* [Your task]: Go through the entries, filter for the word "SharedClassifier", and copy every line that has it.

(Dataset entries)
Content starts

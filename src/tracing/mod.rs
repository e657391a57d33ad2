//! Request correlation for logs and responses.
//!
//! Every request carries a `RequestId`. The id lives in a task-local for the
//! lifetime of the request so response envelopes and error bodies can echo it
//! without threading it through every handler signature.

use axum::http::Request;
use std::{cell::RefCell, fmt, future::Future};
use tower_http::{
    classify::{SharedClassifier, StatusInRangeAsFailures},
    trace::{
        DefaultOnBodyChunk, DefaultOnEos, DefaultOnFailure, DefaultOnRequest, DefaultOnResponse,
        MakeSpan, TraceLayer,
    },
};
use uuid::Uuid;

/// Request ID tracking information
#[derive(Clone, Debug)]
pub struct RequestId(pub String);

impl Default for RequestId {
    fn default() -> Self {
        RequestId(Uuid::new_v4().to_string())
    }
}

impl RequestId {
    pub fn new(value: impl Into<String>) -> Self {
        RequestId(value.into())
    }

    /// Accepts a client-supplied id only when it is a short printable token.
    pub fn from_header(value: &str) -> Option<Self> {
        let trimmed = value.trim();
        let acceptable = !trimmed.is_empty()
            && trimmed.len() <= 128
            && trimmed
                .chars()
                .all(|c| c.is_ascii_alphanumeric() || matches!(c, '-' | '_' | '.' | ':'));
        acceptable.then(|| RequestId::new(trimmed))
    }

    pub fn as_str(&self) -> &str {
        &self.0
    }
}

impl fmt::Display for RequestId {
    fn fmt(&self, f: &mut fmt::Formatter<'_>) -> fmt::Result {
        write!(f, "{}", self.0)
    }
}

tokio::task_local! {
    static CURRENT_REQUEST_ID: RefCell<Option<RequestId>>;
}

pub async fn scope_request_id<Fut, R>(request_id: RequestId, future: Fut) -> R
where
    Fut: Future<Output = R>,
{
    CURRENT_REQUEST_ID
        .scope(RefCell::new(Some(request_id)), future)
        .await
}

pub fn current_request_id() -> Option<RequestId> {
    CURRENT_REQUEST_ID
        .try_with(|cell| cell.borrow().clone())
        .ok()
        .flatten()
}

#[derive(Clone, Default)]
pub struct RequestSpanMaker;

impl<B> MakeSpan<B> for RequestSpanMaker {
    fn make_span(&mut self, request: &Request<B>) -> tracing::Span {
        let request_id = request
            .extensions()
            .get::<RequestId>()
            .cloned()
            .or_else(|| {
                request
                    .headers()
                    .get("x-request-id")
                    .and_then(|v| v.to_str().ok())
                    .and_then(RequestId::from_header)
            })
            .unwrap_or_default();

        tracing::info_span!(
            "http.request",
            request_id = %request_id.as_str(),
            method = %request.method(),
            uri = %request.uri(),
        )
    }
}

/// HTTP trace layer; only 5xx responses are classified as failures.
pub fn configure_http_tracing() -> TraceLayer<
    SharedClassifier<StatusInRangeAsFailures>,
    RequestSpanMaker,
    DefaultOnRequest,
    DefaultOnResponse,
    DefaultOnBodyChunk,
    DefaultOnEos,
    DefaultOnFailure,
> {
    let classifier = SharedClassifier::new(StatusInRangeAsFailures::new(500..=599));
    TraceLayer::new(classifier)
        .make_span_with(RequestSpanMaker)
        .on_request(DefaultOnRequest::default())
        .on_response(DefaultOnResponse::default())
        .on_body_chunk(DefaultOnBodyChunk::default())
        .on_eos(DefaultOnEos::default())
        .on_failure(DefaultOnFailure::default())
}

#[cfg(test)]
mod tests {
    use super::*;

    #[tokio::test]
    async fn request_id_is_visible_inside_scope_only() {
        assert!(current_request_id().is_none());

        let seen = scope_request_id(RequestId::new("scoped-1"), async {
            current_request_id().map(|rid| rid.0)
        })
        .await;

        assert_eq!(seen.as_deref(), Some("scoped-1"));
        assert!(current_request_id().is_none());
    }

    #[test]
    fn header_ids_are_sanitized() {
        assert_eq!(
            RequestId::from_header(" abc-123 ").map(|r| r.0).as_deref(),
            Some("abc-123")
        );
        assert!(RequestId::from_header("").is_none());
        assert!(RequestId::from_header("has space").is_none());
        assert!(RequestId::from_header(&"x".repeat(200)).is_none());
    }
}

Content ends

* [Task answer]:
    classify::{SharedClassifier, StatusInRangeAsFailures},
    SharedClassifier<StatusInRangeAsFailures>,
    let classifier = SharedClassifier::new(StatusInRangeAsFailures::new(500..=599));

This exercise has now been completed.